TASK BRIEF: Set down the lines of the data exactly, starting at the first and stopping after the line containing "pub struct DispatchState".

EXTRACTED INFORMATION:
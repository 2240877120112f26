//! Dispatch state: what already fired, so polling does not re-fire it.
//!
//! Explicitly owned by one scheduler instance and handed in at construction,
//! never a module-level singleton. Tests build a fresh scheduler with fresh
//! state and get full isolation.

use std::collections::{BTreeSet, HashMap};

use chrono::{DateTime, NaiveDate, Utc};

use crate::domain::{Task, TaskId};

/// Per-scheduler memory of fired side effects.
///
/// - `notified` maps a task to the due date its reminder fired for; the entry
///   suppresses re-firing while the task stays inside the same due window.
/// - `last_overdue` is the id set the previous overdue summary covered.
/// - `digest_sent_on` keys the daily digest by local calendar date.
#[derive(Debug, Default)]
pub struct DispatchState {
    notified: HashMap<TaskId, DateTime<Utc>>,
    last_overdue: BTreeSet<TaskId>,
    digest_sent_on: Option<NaiveDate>,
}

impl DispatchState {
    pub fn new() -> Self {
        Self::default()
    }

    /// Drops markers that no longer apply: the task vanished, was completed,
    /// was rescheduled, or its recorded due date has already passed (the
    /// window fully elapsed, so a later reschedule may fire again).
    pub fn reconcile(&mut self, tasks: &[Task], now: DateTime<Utc>) {
        let by_id: HashMap<TaskId, &Task> = tasks.iter().map(|t| (t.id(), t)).collect();

        self.notified.retain(|id, fired_due| match by_id.get(id) {
            None => false,
            Some(task) if task.completed() => false,
            Some(task) if task.due_date() != Some(*fired_due) => false,
            Some(_) if *fired_due <= now => false,
            Some(_) => true,
        });
    }

    pub fn already_notified(&self, id: TaskId) -> bool {
        self.notified.contains_key(&id)
    }

    pub fn mark_notified(&mut self, id: TaskId, due: DateTime<Utc>) {
        self.notified.insert(id, due);
    }

    /// Replaces the remembered overdue set; true when it differs from the
    /// previous one (i.e. the summary should be re-evaluated).
    pub fn overdue_set_changed(&mut self, current: &BTreeSet<TaskId>) -> bool {
        if *current == self.last_overdue {
            return false;
        }
        self.last_overdue = current.clone();
        true
    }

    pub fn digest_already_sent(&self, date: NaiveDate) -> bool {
        self.digest_sent_on == Some(date)
    }

    pub fn mark_digest_sent(&mut self, date: NaiveDate) {
        self.digest_sent_on = Some(date);
    }
}

#[cfg(test)]
mod tests {
    use super::*;
    use chrono::{Duration, TimeZone};
    use ulid::Ulid;

    fn noon() -> DateTime<Utc> {
        Utc.with_ymd_and_hms(2024, 1, 1, 12, 0, 0).unwrap()
    }

    fn task(due: Option<DateTime<Utc>>) -> Task {
        let mut t = Task::new(TaskId::from_ulid(Ulid::new()), "t").unwrap();
        t.set_due_date(due);
        t
    }

    #[test]
    fn marker_survives_while_the_task_is_unchanged() {
        let t = task(Some(noon() + Duration::minutes(30)));
        let mut state = DispatchState::new();
        state.mark_notified(t.id(), noon() + Duration::minutes(30));

        state.reconcile(std::slice::from_ref(&t), noon());
        assert!(state.already_notified(t.id()));
    }

    #[test]
    fn marker_is_dropped_when_the_task_vanishes() {
        let t = task(Some(noon() + Duration::minutes(30)));
        let mut state = DispatchState::new();
        state.mark_notified(t.id(), noon() + Duration::minutes(30));

        state.reconcile(&[], noon());
        assert!(!state.already_notified(t.id()));
    }

    #[test]
    fn marker_is_dropped_on_completion() {
        let mut t = task(Some(noon() + Duration::minutes(30)));
        let mut state = DispatchState::new();
        state.mark_notified(t.id(), noon() + Duration::minutes(30));

        t.set_completed(true);
        state.reconcile(std::slice::from_ref(&t), noon());
        assert!(!state.already_notified(t.id()));
    }

    #[test]
    fn marker_is_dropped_when_the_due_date_moves() {
        let mut t = task(Some(noon() + Duration::minutes(30)));
        let mut state = DispatchState::new();
        state.mark_notified(t.id(), noon() + Duration::minutes(30));

        t.set_due_date(Some(noon() + Duration::minutes(45)));
        state.reconcile(std::slice::from_ref(&t), noon());
        assert!(!state.already_notified(t.id()));
    }

    #[test]
    fn marker_is_pruned_once_the_window_elapses() {
        let t = task(Some(noon() - Duration::minutes(1)));
        let mut state = DispatchState::new();
        state.mark_notified(t.id(), noon() - Duration::minutes(1));

        state.reconcile(std::slice::from_ref(&t), noon());
        assert!(!state.already_notified(t.id()));
    }

    #[test]
    fn overdue_set_changes_are_detected_once() {
        let mut state = DispatchState::new();
        let a = TaskId::from_ulid(Ulid::new());
        let b = TaskId::from_ulid(Ulid::new());

        let set: BTreeSet<TaskId> = [a].into_iter().collect();
        assert!(state.overdue_set_changed(&set));
        assert!(!state.overdue_set_changed(&set));

        let grown: BTreeSet<TaskId> = [a, b].into_iter().collect();
        assert!(state.overdue_set_changed(&grown));
    }

    #[test]
    fn digest_flag_is_keyed_by_date() {
        let mut state = DispatchState::new();
        let monday = NaiveDate::from_ymd_opt(2024, 1, 1).unwrap();
        let tuesday = NaiveDate::from_ymd_opt(2024, 1, 2).unwrap();

        assert!(!state.digest_already_sent(monday));
        state.mark_digest_sent(monday);
        assert!(state.digest_already_sent(monday));
        assert!(!state.digest_already_sent(tuesday));
    }
}
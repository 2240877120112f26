//! Reminder scheduler: per-tick evaluation plus the polling loop.
//!
//! One tick re-reads the full task list, reconciles the dispatch state, and
//! fires three kinds of best-effort side effects:
//! - the single-task due-soon reminder (notification + email), exactly once
//!   per entry into the window,
//! - the batched overdue summary notification,
//! - the once-per-day digest email.
//!
//! All side effects are independent: a failing one is logged and the rest
//! proceed, and no failure ever stops the loop.

use std::collections::BTreeSet;
use std::sync::Arc;

use chrono::{DateTime, NaiveDate, Timelike, Utc};
use log::{debug, error, warn};
use tokio::sync::{Mutex, watch};
use tokio::task::JoinHandle;
use tokio::time::MissedTickBehavior;

use crate::app::config::SchedulerConfig;
use crate::app::digest::{DigestSummary, build_digest};
use crate::app::state::DispatchState;
use crate::app::status::TickReport;
use crate::domain::{ChimeError, ReminderEvent, Task, TaskId, is_due_soon};
use crate::ports::{
    Clock, DigestEmail, EventSink, Notification, Notifier, Permission, ReminderEmail,
    ReminderMailer, TaskSource,
};

/// Fixed title of the single-task reminder notification.
pub const DUE_SOON_TITLE: &str = "Task Due in 1 Hour";

/// Fixed title of the batched overdue notification.
pub const OVERDUE_TITLE: &str = "Overdue Tasks";

/// The scheduler. Construct through `SchedulerBuilder`.
pub struct ReminderScheduler {
    recipient: String,
    config: SchedulerConfig,
    clock: Arc<dyn Clock>,
    tasks: Arc<dyn TaskSource>,
    notifier: Arc<dyn Notifier>,
    mailer: Arc<dyn ReminderMailer>,
    events: Arc<dyn EventSink>,
    state: Mutex<DispatchState>,
}

/// Handle to a running polling loop.
/// - `request_shutdown()` stops taking new ticks; in-flight spawned email
///   sends are left to finish on their own
/// - dropping the handle also stops the loop (the watch sender goes away)
pub struct SchedulerHandle {
    shutdown_tx: watch::Sender<bool>,
    join: JoinHandle<()>,
}

impl SchedulerHandle {
    pub fn request_shutdown(&self) {
        // ignore send error: the loop may already be gone
        let _ = self.shutdown_tx.send(true);
    }

    pub async fn shutdown_and_join(self) {
        let _ = self.shutdown_tx.send(true);
        let _ = self.join.await;
    }
}

impl ReminderScheduler {
    #[allow(clippy::too_many_arguments)]
    pub(crate) fn new(
        recipient: String,
        config: SchedulerConfig,
        clock: Arc<dyn Clock>,
        tasks: Arc<dyn TaskSource>,
        notifier: Arc<dyn Notifier>,
        mailer: Arc<dyn ReminderMailer>,
        events: Arc<dyn EventSink>,
    ) -> Self {
        Self {
            recipient,
            config,
            clock,
            tasks,
            notifier,
            mailer,
            events,
            state: Mutex::new(DispatchState::new()),
        }
    }

    /// Runs one polling tick. Host pages may call this directly instead of
    /// `start()` when they already own a timer.
    pub async fn tick(&self) -> Result<TickReport, ChimeError> {
        let now = self.clock.now();
        let tasks = self.tasks.snapshot().await?;
        let mut report = TickReport {
            scanned: tasks.len(),
            ..TickReport::default()
        };

        // 判定はロック内、副作用はロック解放後に行う
        let decisions = {
            let mut state = self.state.lock().await;
            state.reconcile(&tasks, now);
            self.decide(&mut state, &tasks, now)
        };

        self.fire(decisions, &mut report).await;
        Ok(report)
    }

    /// Evaluates one tick against the dispatch state. Markers are updated
    /// here, before any side effect runs: a failed best-effort send must not
    /// re-arm the reminder.
    fn decide(
        &self,
        state: &mut DispatchState,
        tasks: &[Task],
        now: DateTime<Utc>,
    ) -> TickDecisions {
        let mut due_soon = Vec::new();
        for task in tasks {
            let Some(due) = task.due_date() else {
                continue;
            };
            if !is_due_soon(Some(due), task.completed(), now, self.config.due_soon_window) {
                continue;
            }
            if state.already_notified(task.id()) {
                continue;
            }
            state.mark_notified(task.id(), due);
            due_soon.push(DueSoonFiring {
                task_id: task.id(),
                title: task.title().to_string(),
                due_date: due,
            });
        }

        let mut overdue = None;
        if self.config.enable_overdue_summary {
            let overdue_tasks: Vec<&Task> = tasks
                .iter()
                .filter(|t| !t.completed() && t.due_date().is_some_and(|d| d < now))
                .collect();
            let ids: BTreeSet<TaskId> = overdue_tasks.iter().map(|t| t.id()).collect();
            if state.overdue_set_changed(&ids) && !overdue_tasks.is_empty() {
                let titles = overdue_tasks
                    .iter()
                    .take(self.config.overdue_summary_limit)
                    .map(|t| t.title().to_string())
                    .collect();
                overdue = Some(OverdueFiring {
                    count: overdue_tasks.len(),
                    titles,
                });
            }
        }

        let mut digest = None;
        if self.config.enable_daily_digest {
            let local = self.config.local_now(now);
            if local.hour() >= self.config.digest_hour && !state.digest_already_sent(local.date())
            {
                state.mark_digest_sent(local.date());
                digest = Some(DigestFiring {
                    date: local.date(),
                    summary: build_digest(tasks, self.config.utc_offset_minutes, local.date()),
                });
            }
        }

        TickDecisions {
            due_soon,
            overdue,
            digest,
        }
    }

    async fn fire(&self, decisions: TickDecisions, report: &mut TickReport) {
        let permission = self.notifier.permission();

        for firing in decisions.due_soon {
            if permission == Permission::Granted {
                let note = Notification::new(DUE_SOON_TITLE, firing.title.clone());
                if let Err(err) = self.notifier.notify(&note).await {
                    warn!("due-soon notification for {} failed: {err}", firing.task_id);
                }
            } else {
                report.skipped_no_permission += 1;
            }

            // メール送信は fire-and-forget。ループは完了を待たない。
            let mailer = Arc::clone(&self.mailer);
            let req = ReminderEmail {
                email: self.recipient.clone(),
                todo_title: firing.title.clone(),
                due_date: firing.due_date,
            };
            tokio::spawn(async move {
                if let Err(err) = mailer.send_reminder(&req).await {
                    warn!("reminder email for {:?} failed: {err}", req.todo_title);
                }
            });
            report.emails_spawned += 1;
            report.due_soon_fired += 1;

            self.events.emit(ReminderEvent::DueSoonFired {
                task_id: firing.task_id,
                title: firing.title,
                due_date: firing.due_date,
            });
        }

        if let Some(firing) = decisions.overdue {
            if permission == Permission::Granted {
                let body = format!(
                    "You have {} overdue task(s): {}",
                    firing.count,
                    firing.titles.join(", ")
                );
                let note = Notification::new(OVERDUE_TITLE, body);
                if let Err(err) = self.notifier.notify(&note).await {
                    warn!("overdue summary notification failed: {err}");
                }
            } else {
                report.skipped_no_permission += 1;
            }
            report.overdue_summarized = firing.count;

            self.events.emit(ReminderEvent::OverdueSummarized {
                count: firing.count,
                titles: firing.titles,
            });
        }

        if let Some(firing) = decisions.digest {
            self.events.emit(ReminderEvent::DigestSent {
                date: firing.date,
                overdue: firing.summary.overdue.len(),
                today: firing.summary.today.len(),
                tomorrow: firing.summary.tomorrow.len(),
            });

            let mailer = Arc::clone(&self.mailer);
            let req = DigestEmail {
                email: self.recipient.clone(),
                date: firing.date,
                overdue: firing.summary.overdue,
                today: firing.summary.today,
                tomorrow: firing.summary.tomorrow,
            };
            tokio::spawn(async move {
                if let Err(err) = mailer.send_digest(&req).await {
                    warn!("daily digest email failed: {err}");
                }
            });
            report.emails_spawned += 1;
            report.digest_fired = true;
        }
    }

    /// Spawns the repeating loop. The first tick runs immediately, then every
    /// `poll_interval`; missed ticks are skipped rather than bursted.
    pub fn start(self: &Arc<Self>) -> SchedulerHandle {
        let (shutdown_tx, mut shutdown_rx) = watch::channel(false);
        let scheduler = Arc::clone(self);
        let poll_interval = scheduler.config.poll_interval;

        let join = tokio::spawn(async move {
            let mut interval = tokio::time::interval(poll_interval);
            interval.set_missed_tick_behavior(MissedTickBehavior::Skip);

            loop {
                // tick 待ちは shutdown と select で競合させる
                tokio::select! {
                    changed = shutdown_rx.changed() => {
                        if changed.is_err() || *shutdown_rx.borrow() {
                            break;
                        }
                    }
                    _ = interval.tick() => {
                        match scheduler.tick().await {
                            Ok(report) => debug!("tick: {report:?}"),
                            Err(err) => error!("tick failed, will retry next interval: {err}"),
                        }
                    }
                }
            }
        });

        SchedulerHandle { shutdown_tx, join }
    }
}

struct TickDecisions {
    due_soon: Vec<DueSoonFiring>,
    overdue: Option<OverdueFiring>,
    digest: Option<DigestFiring>,
}

struct DueSoonFiring {
    task_id: TaskId,
    title: String,
    due_date: DateTime<Utc>,
}

struct OverdueFiring {
    count: usize,
    titles: Vec<String>,
}

struct DigestFiring {
    date: NaiveDate,
    summary: DigestSummary,
}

ANSWER BOX:
repository 2240877120112f26
//! Dispatch state: what already fired, so polling does not re-fire it.
//!
//! Explicitly owned by one scheduler instance and handed in at construction,
//! never a module-level singleton. Tests build a fresh scheduler with fresh
//! state and get full isolation.

use std::collections::{BTreeSet, HashMap};

use chrono::{DateTime, NaiveDate, Utc};

use crate::domain::{Task, TaskId};

/// Per-scheduler memory of fired side effects.
///
/// - `notified` maps a task to the due date its reminder fired for; the entry
///   suppresses re-firing while the task stays inside the same due window.
/// - `last_overdue` is the id set the previous overdue summary covered.
/// - `digest_sent_on` keys the daily digest by local calendar date.
#[derive(Debug, Default)]
pub struct DispatchState {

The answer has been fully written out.